[The problem]:
Your answer must be the lines of the entries below, exactly as written, from the first line through the line containing "from a client.".

[Data excerpts]:
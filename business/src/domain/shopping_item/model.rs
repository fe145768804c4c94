use std::str::FromStr;

use rust_decimal::Decimal;
use uuid::Uuid;

use super::errors::{FieldViolation, ShoppingItemError};

#[derive(Debug, Clone, PartialEq)]
pub struct ShoppingItem {
    pub id: Uuid,
    pub name: String,
    pub manufacturer: Option<String>,
    pub price: Decimal,
}

impl ShoppingItem {
    /// Constructor for data already held by a store (no validation).
    pub fn from_repository(
        id: Uuid,
        name: String,
        manufacturer: Option<String>,
        price: Decimal,
    ) -> Self {
        Self {
            id,
            name,
            manufacturer,
            price,
        }
    }
}

/// A validated item that has not been stored yet.
#[derive(Debug, Clone, PartialEq)]
pub struct NewShoppingItem {
    pub id: Option<Uuid>,
    pub name: String,
    pub manufacturer: Option<String>,
    pub price: Decimal,
}

impl NewShoppingItem {
    /// Keeps the caller-supplied id, or assigns a fresh one.
    pub fn into_item(self) -> ShoppingItem {
        ShoppingItem {
            id: self.id.unwrap_or_else(Uuid::new_v4),
            name: self.name,
            manufacturer: self.manufacturer,
            price: self.price,
        }
    }
}

/// A payload field as the client sent it, before any type checks.
#[derive(Debug, Clone, PartialEq, Eq)]
pub enum RawField {
    Text(String),
    /// Numeric literal, kept as written.
    Number(String),
    /// Booleans, arrays and objects.
    Other,
}

impl RawField {
    pub fn text(value: impl Into<String>) -> Self {
        RawField::Text(value.into())
    }

    pub fn as_text(&self) -> Option<&str> {
        match self {
            RawField::Text(text) => Some(text),
            _ => None,
        }
    }
}

/// Untrusted creation payload, as received from a client.
#[derive(Debug, Clone, Default)]
pub struct ShoppingItemCandidate {
    pub id: Option<RawField>,
    pub name: Option<RawField>,
    pub manufacturer: Option<RawField>,
    pub price: Option<RawField>,
}

impl ShoppingItemCandidate {
    /// Checks every field and reports all violations at once, in field order.
    pub fn validate(self) -> Result<NewShoppingItem, ShoppingItemError> {
        let id = parse_id(self.id);
        let name = parse_name(self.name);
        let manufacturer = parse_manufacturer(self.manufacturer);
        let price = parse_price(self.price);

        match (id, name, manufacturer, price) {
            (Ok(id), Ok(name), Ok(manufacturer), Ok(price)) => Ok(NewShoppingItem {
                id,
                name,
                manufacturer,
                price,
            }),
            (id, name, manufacturer, price) => {
                let violations = [id.err(), name.err(), manufacturer.err(), price.err()]
                    .into_iter()
                    .flatten()
                    .collect();
                Err(ShoppingItemError::ValidationFailed(violations))
            }
        }
    }
}

fn parse_id(field: Option<RawField>) -> Result<Option<Uuid>, FieldViolation> {
    match field {
        None => Ok(None),
        Some(RawField::Text(raw)) => Uuid::parse_str(raw.trim())
            .map(Some)
            .map_err(|_| FieldViolation::new("id", "shopping_item.id_invalid")),
        Some(_) => Err(FieldViolation::new("id", "shopping_item.id_invalid")),
    }
}

fn parse_name(field: Option<RawField>) -> Result<String, FieldViolation> {
    match field {
        None => Err(FieldViolation::new("name", "shopping_item.name_required")),
        Some(RawField::Text(name)) if name.trim().is_empty() => {
            Err(FieldViolation::new("name", "shopping_item.name_empty"))
        }
        Some(RawField::Text(name)) => Ok(name),
        Some(_) => Err(FieldViolation::new("name", "shopping_item.name_invalid")),
    }
}

fn parse_manufacturer(field: Option<RawField>) -> Result<Option<String>, FieldViolation> {
    match field {
        None => Ok(None),
        Some(RawField::Text(manufacturer)) if manufacturer.trim().is_empty() => Ok(None),
        Some(RawField::Text(manufacturer)) => Ok(Some(manufacturer)),
        Some(_) => Err(FieldViolation::new(
            "manufacturer",
            "shopping_item.manufacturer_invalid",
        )),
    }
}

fn parse_price(field: Option<RawField>) -> Result<Decimal, FieldViolation> {
    let price = match field {
        None => return Ok(Decimal::ZERO),
        Some(RawField::Text(raw) | RawField::Number(raw)) => Decimal::from_str(raw.trim())
            .map_err(|_| FieldViolation::new("price", "shopping_item.price_invalid"))?,
        Some(RawField::Other) => {
            return Err(FieldViolation::new("price", "shopping_item.price_invalid"));
        }
    };

    if price < Decimal::ZERO {
        return Err(FieldViolation::new("price", "shopping_item.price_negative"));
    }
    Ok(price)
}

#[cfg(test)]
mod tests {
    use proptest::prelude::*;

    use super::*;

    fn guinness() -> ShoppingItemCandidate {
        ShoppingItemCandidate {
            id: None,
            name: Some(RawField::text("Guinness Original 6 Pack")),
            manufacturer: Some(RawField::text("Guinness")),
            price: Some(RawField::text("12.00")),
        }
    }

    fn violations_of(candidate: ShoppingItemCandidate) -> Vec<FieldViolation> {
        match candidate.validate() {
            Err(ShoppingItemError::ValidationFailed(violations)) => violations,
            other => panic!("expected validation failure, got {:?}", other),
        }
    }

    #[test]
    fn should_accept_candidate_when_all_fields_valid() {
        let result = guinness().validate();

        assert!(result.is_ok());
        let item = result.unwrap();
        assert_eq!(item.name, "Guinness Original 6 Pack");
        assert_eq!(item.manufacturer.as_deref(), Some("Guinness"));
        assert_eq!(item.price, Decimal::new(1200, 2));
        assert!(item.id.is_none());
    }

    #[test]
    fn should_keep_price_scale_as_written() {
        let item = guinness().validate().unwrap();

        assert_eq!(item.price.to_string(), "12.00");
    }

    #[test]
    fn should_accept_numeric_price() {
        let candidate = ShoppingItemCandidate {
            price: Some(RawField::Number("7.5".to_string())),
            ..guinness()
        };

        assert_eq!(candidate.validate().unwrap().price, Decimal::new(75, 1));
    }

    #[test]
    fn should_reject_when_name_missing() {
        let candidate = ShoppingItemCandidate {
            name: None,
            ..guinness()
        };

        assert_eq!(
            violations_of(candidate),
            vec![FieldViolation::new("name", "shopping_item.name_required")]
        );
    }

    #[test]
    fn should_reject_when_name_empty() {
        let candidate = ShoppingItemCandidate {
            name: Some(RawField::text("")),
            ..guinness()
        };

        assert_eq!(
            violations_of(candidate),
            vec![FieldViolation::new("name", "shopping_item.name_empty")]
        );
    }

    #[test]
    fn should_reject_when_name_not_text() {
        let candidate = ShoppingItemCandidate {
            name: Some(RawField::Number("5".to_string())),
            ..guinness()
        };

        assert_eq!(
            violations_of(candidate),
            vec![FieldViolation::new("name", "shopping_item.name_invalid")]
        );
    }

    #[test]
    fn should_reject_when_price_negative() {
        let candidate = ShoppingItemCandidate {
            price: Some(RawField::text("-0.01")),
            ..guinness()
        };

        assert_eq!(
            violations_of(candidate),
            vec![FieldViolation::new("price", "shopping_item.price_negative")]
        );
    }

    #[test]
    fn should_reject_when_price_not_decimal() {
        for price in [RawField::text("abc"), RawField::Other] {
            let candidate = ShoppingItemCandidate {
                price: Some(price),
                ..guinness()
            };

            assert_eq!(
                violations_of(candidate),
                vec![FieldViolation::new("price", "shopping_item.price_invalid")]
            );
        }
    }

    #[test]
    fn should_reject_when_id_not_uuid() {
        for id in [RawField::text("not-a-uuid"), RawField::Number("42".to_string())] {
            let candidate = ShoppingItemCandidate {
                id: Some(id),
                ..guinness()
            };

            assert_eq!(
                violations_of(candidate),
                vec![FieldViolation::new("id", "shopping_item.id_invalid")]
            );
        }
    }

    #[test]
    fn should_reject_when_manufacturer_not_text() {
        let candidate = ShoppingItemCandidate {
            manufacturer: Some(RawField::Other),
            ..guinness()
        };

        assert_eq!(
            violations_of(candidate),
            vec![FieldViolation::new(
                "manufacturer",
                "shopping_item.manufacturer_invalid"
            )]
        );
    }

    #[test]
    fn should_report_every_failing_field() {
        let candidate = ShoppingItemCandidate {
            id: Some(RawField::text("nope")),
            name: None,
            manufacturer: None,
            price: Some(RawField::text("-1")),
        };

        let fields: Vec<_> = violations_of(candidate).iter().map(|v| v.field).collect();
        assert_eq!(fields, vec!["id", "name", "price"]);
    }

    #[test]
    fn should_default_price_to_zero_when_missing() {
        let candidate = ShoppingItemCandidate {
            price: None,
            ..guinness()
        };

        assert_eq!(candidate.validate().unwrap().price, Decimal::ZERO);
    }

    #[test]
    fn should_drop_blank_manufacturer() {
        let candidate = ShoppingItemCandidate {
            manufacturer: Some(RawField::text("  ")),
            ..guinness()
        };

        assert!(candidate.validate().unwrap().manufacturer.is_none());
    }

    #[test]
    fn should_keep_supplied_id_when_stored() {
        let id = Uuid::new_v4();
        let candidate = ShoppingItemCandidate {
            id: Some(RawField::text(id.to_string())),
            ..guinness()
        };

        let item = candidate.validate().unwrap().into_item();

        assert_eq!(item.id, id);
    }

    #[test]
    fn should_assign_distinct_ids_when_missing() {
        let first = guinness().validate().unwrap().into_item();
        let second = guinness().validate().unwrap().into_item();

        assert_ne!(first.id, second.id);
    }

    proptest! {
        #[test]
        fn should_reject_any_whitespace_only_name(name in "[ \t\r\n]{0,16}") {
            let candidate = ShoppingItemCandidate {
                name: Some(RawField::Text(name)),
                ..guinness()
            };

            prop_assert!(matches!(
                candidate.validate(),
                Err(ShoppingItemError::ValidationFailed(_))
            ));
        }

        #[test]
        fn should_accept_any_non_negative_price(cents in 0i64..10_000_000) {
            let price = Decimal::new(cents, 2);
            let candidate = ShoppingItemCandidate {
                price: Some(RawField::Text(price.to_string())),
                ..guinness()
            };

            prop_assert_eq!(candidate.validate().unwrap().price, price);
        }
    }
}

[Result of the exercise]:
filename business/src/domain/shopping_item/model.rs
repository fe145768804c4c94
use std::str::FromStr;

use rust_decimal::Decimal;
use uuid::Uuid;

use super::errors::{FieldViolation, ShoppingItemError};

#[derive(Debug, Clone, PartialEq)]
pub struct ShoppingItem {
    pub id: Uuid,
    pub name: String,
    pub manufacturer: Option<String>,
    pub price: Decimal,
}

impl ShoppingItem {
    /// Constructor for data already held by a store (no validation).
    pub fn from_repository(
        id: Uuid,
        name: String,
        manufacturer: Option<String>,
        price: Decimal,
    ) -> Self {
        Self {
            id,
            name,
            manufacturer,
            price,
        }
    }
}

/// A validated item that has not been stored yet.
#[derive(Debug, Clone, PartialEq)]
pub struct NewShoppingItem {
    pub id: Option<Uuid>,
    pub name: String,
    pub manufacturer: Option<String>,
    pub price: Decimal,
}

impl NewShoppingItem {
    /// Keeps the caller-supplied id, or assigns a fresh one.
    pub fn into_item(self) -> ShoppingItem {
        ShoppingItem {
            id: self.id.unwrap_or_else(Uuid::new_v4),
            name: self.name,
            manufacturer: self.manufacturer,
            price: self.price,
        }
    }
}

/// A payload field as the client sent it, before any type checks.
#[derive(Debug, Clone, PartialEq, Eq)]
pub enum RawField {
    Text(String),
    /// Numeric literal, kept as written.
    Number(String),
    /// Booleans, arrays and objects.
    Other,
}

impl RawField {
    pub fn text(value: impl Into<String>) -> Self {
        RawField::Text(value.into())
    }

    pub fn as_text(&self) -> Option<&str> {
        match self {
            RawField::Text(text) => Some(text),
            _ => None,
        }
    }
}

/// Untrusted creation payload, as received from a client.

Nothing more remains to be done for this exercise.